I hope these nine points clarify where I part company with anti-Zionist Jews like Mark Braverman. This is not just a philosophical or ideological disagreement; its resolution, I believe, has the potential for alleviating mass suffering, especially in Palestine and Israel. To place this intra-Jewish dispute within a wider context, I would like to offer a d’var Torah, a Jewish religious perspective that hopefully will shed light on some deeper dimensions of this dispute.
Years ago, when I was living in Jerusalem and serving as director of the religious Zionist peace movement, Oz veShalom (Strength and Peace, from Psalms 29:11), I would periodically receive calls from the Education Branch of the Israeli Defense Forces. Usually, a woman soldier would be on the phone, asking me if I would participate in a four-part educational series that she was organizing for IDF officers. She wanted to create a series of presentations and discussions that reflected the spectrum of Israeli Jewish political orientations, by which she meant the secular left, the secular right, the religious left, and the religious right. Based on my work with Oz veShalom, she pegged me as a religious leftist and inquired whether I would represent that point of view. I readily agreed to speak and answer questions, but I added that I would begin by questioning the premise behind the whole series. By pigeonholing and labeling people based on political ideology seemed to me to be part of a fundamental Jewish problem and an obstacle to respectful engagement with others who hold different views. Also, I said, I prefer to identify as a centrist, standing on ground that was crumbling beneath my feet as Israeli society grew more polarized.
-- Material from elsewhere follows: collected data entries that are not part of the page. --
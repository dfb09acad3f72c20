//! Scoring metrics and comparison direction

use crate::error::{FeatForgeError, Result};
use ndarray::Array1;
use serde::{Deserialize, Serialize};

/// Whether higher or lower scores are better for the configured metric.
///
/// Threaded explicitly through every comparison in the engine; no score is
/// ever sign-flipped implicitly.
#[derive(Debug, Clone, Copy, PartialEq, Eq, Serialize, Deserialize)]
#[serde(rename_all = "snake_case")]
pub enum Direction {
    Maximize,
    Minimize,
}

impl Direction {
    /// Sentinel seeding the "no candidate yet" state.
    pub fn worst(&self) -> f64 {
        match self {
            Direction::Maximize => f64::NEG_INFINITY,
            Direction::Minimize => f64::INFINITY,
        }
    }

    /// Strict direction-aware improvement check.
    pub fn improved(&self, score: f64, best: f64) -> bool {
        match self {
            Direction::Maximize => score > best,
            Direction::Minimize => score < best,
        }
    }

    /// Improvement check where either side may be a missing score.
    /// A present score always beats a missing one; two missing scores
    /// never improve on each other.
    pub fn improved_opt(&self, score: Option<f64>, best: Option<f64>) -> bool {
        match (score, best) {
            (Some(s), Some(b)) => self.improved(s, b),
            (Some(_), None) => true,
            (None, _) => false,
        }
    }
}

impl std::str::FromStr for Direction {
    type Err = FeatForgeError;

    fn from_str(s: &str) -> Result<Self> {
        match s {
            "maximize" => Ok(Direction::Maximize),
            "minimize" => Ok(Direction::Minimize),
            other => Err(FeatForgeError::ConfigError(format!(
                "unknown direction: {other}"
            ))),
        }
    }
}

/// Scoring metric computed on per-fold predictions.
#[derive(Debug, Clone, Copy, PartialEq, Eq, Serialize, Deserialize)]
#[serde(rename_all = "snake_case")]
pub enum Scoring {
    Accuracy,
    F1,
    R2,
    NegMeanSquaredError,
    NegRootMeanSquaredError,
    NegMeanAbsoluteError,
}

impl Scoring {
    /// Resolve a scoring identifier. Unknown names are a caller
    /// configuration error and abort the search immediately.
    pub fn from_name(name: &str) -> Result<Self> {
        match name {
            "accuracy" => Ok(Scoring::Accuracy),
            "f1" => Ok(Scoring::F1),
            "r2" => Ok(Scoring::R2),
            "neg_mean_squared_error" => Ok(Scoring::NegMeanSquaredError),
            "neg_root_mean_squared_error" => Ok(Scoring::NegRootMeanSquaredError),
            "neg_mean_absolute_error" => Ok(Scoring::NegMeanAbsoluteError),
            other => Err(FeatForgeError::UnknownScoring(other.to_string())),
        }
    }

    /// The direction under which this metric is conventionally optimized.
    /// Callers may still override it.
    pub fn default_direction(&self) -> Direction {
        Direction::Maximize
    }

    /// Compute the metric. `None` when the fold is degenerate (empty).
    pub fn compute(&self, y_true: &Array1<f64>, y_pred: &Array1<f64>) -> Option<f64> {
        let n = y_true.len();
        if n == 0 || n != y_pred.len() {
            return None;
        }
        let n_f = n as f64;

        match self {
            Scoring::Accuracy => {
                let correct = y_true
                    .iter()
                    .zip(y_pred.iter())
                    .filter(|(t, p)| (**t - **p).abs() < 0.5)
                    .count();
                Some(correct as f64 / n_f)
            }
            Scoring::F1 => {
                let mut tp = 0usize;
                let mut fp = 0usize;
                let mut fn_ = 0usize;
                for (t, p) in y_true.iter().zip(y_pred.iter()) {
                    match (*t > 0.5, *p > 0.5) {
                        (true, true) => tp += 1,
                        (false, true) => fp += 1,
                        (true, false) => fn_ += 1,
                        (false, false) => {}
                    }
                }
                let denom = 2 * tp + fp + fn_;
                if denom == 0 {
                    Some(0.0)
                } else {
                    Some(2.0 * tp as f64 / denom as f64)
                }
            }
            Scoring::R2 => {
                let y_mean = y_true.sum() / n_f;
                let ss_tot: f64 = y_true.iter().map(|y| (y - y_mean).powi(2)).sum();
                let ss_res: f64 = y_true
                    .iter()
                    .zip(y_pred.iter())
                    .map(|(t, p)| (t - p).powi(2))
                    .sum();
                if ss_tot <= 0.0 {
                    Some(0.0)
                } else {
                    Some(1.0 - ss_res / ss_tot)
                }
            }
            Scoring::NegMeanSquaredError => {
                let mse: f64 = y_true
                    .iter()
                    .zip(y_pred.iter())
                    .map(|(t, p)| (t - p).powi(2))
                    .sum::<f64>()
                    / n_f;
                Some(-mse)
            }
            Scoring::NegRootMeanSquaredError => {
                let mse: f64 = y_true
                    .iter()
                    .zip(y_pred.iter())
                    .map(|(t, p)| (t - p).powi(2))
                    .sum::<f64>()
                    / n_f;
                Some(-mse.sqrt())
            }
            Scoring::NegMeanAbsoluteError => {
                let mae: f64 = y_true
                    .iter()
                    .zip(y_pred.iter())
                    .map(|(t, p)| (t - p).abs())
                    .sum::<f64>()
                    / n_f;
                Some(-mae)
            }
        }
    }
}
Each time that I met the group of officers I would be engaging, I began my session by drawing an Israeli flag on a whiteboard and asking the group members what they thought its six-pointed Magen David (Star of David) symbolized. I wanted to spark a conversation focused on the existential values which all of us as Israelis were defending. I got a range of suggested answers from these military professionals. After honoring them all, I proceeded to present my own understanding of that key Jewish symbol at the center of our national flag. I referenced Pirkei Avot (the Chapters of the Fathers, meaning the Rabbinic Sages), probably the most well-known tractate of the Mishnah (the first part of the Talmud) and a classic source of Jewish ethical wisdom. In the first of its six chapters, two Sages named Shimon are mentioned. The first is Shimon HaTzaddik (Simon the Righteous), who is quoted as saying: “The world stands on (the observance of) three fundamental practices: Torah (the study of Jewish sacred texts), Avodah (worship or the observance of Jewish sacred rituals), and Gemilut Hasadim (acts of lovingkindness).” Toward the end of the chapter, a later Sage named Rabban Shimon ben Gamliel is cited as the source of another statement: “The world exists because of three moral principles: Din (Justice/Judgment), Emet (Truth), and Shalom (Peace), as is stated (in Zechariah 8:16), ‘Truth and justice-peace you shall administer in your gates.’”
These two statements so close together engender a reasonable question: Why are there two such declarations, each identifying three fundamental aspects of life, in the same chapter? What does the second add to the first, and vice versa?
Based on teachings in later Rabbinic sources, particularly the homiletic commentary on Pirkei Avot called Avot deRabbi Natan, it is reasonable to say that the two statements complement each other. The first, by Shimon HaTzaddik, presents three cardinal practices of any religious Jew; it could be said to encapsulate the particularist aspect of our tradition. The second teaching, by Rabban Shimon ben Gamliel, offers another three-part summation of human affairs, based this time on three principles at the core of prophetic ethics. (The prooftext cited is from Zechariah, one of the Hebrew Prophets). This second statement could be said to summarize the universalist aspect of Judaism.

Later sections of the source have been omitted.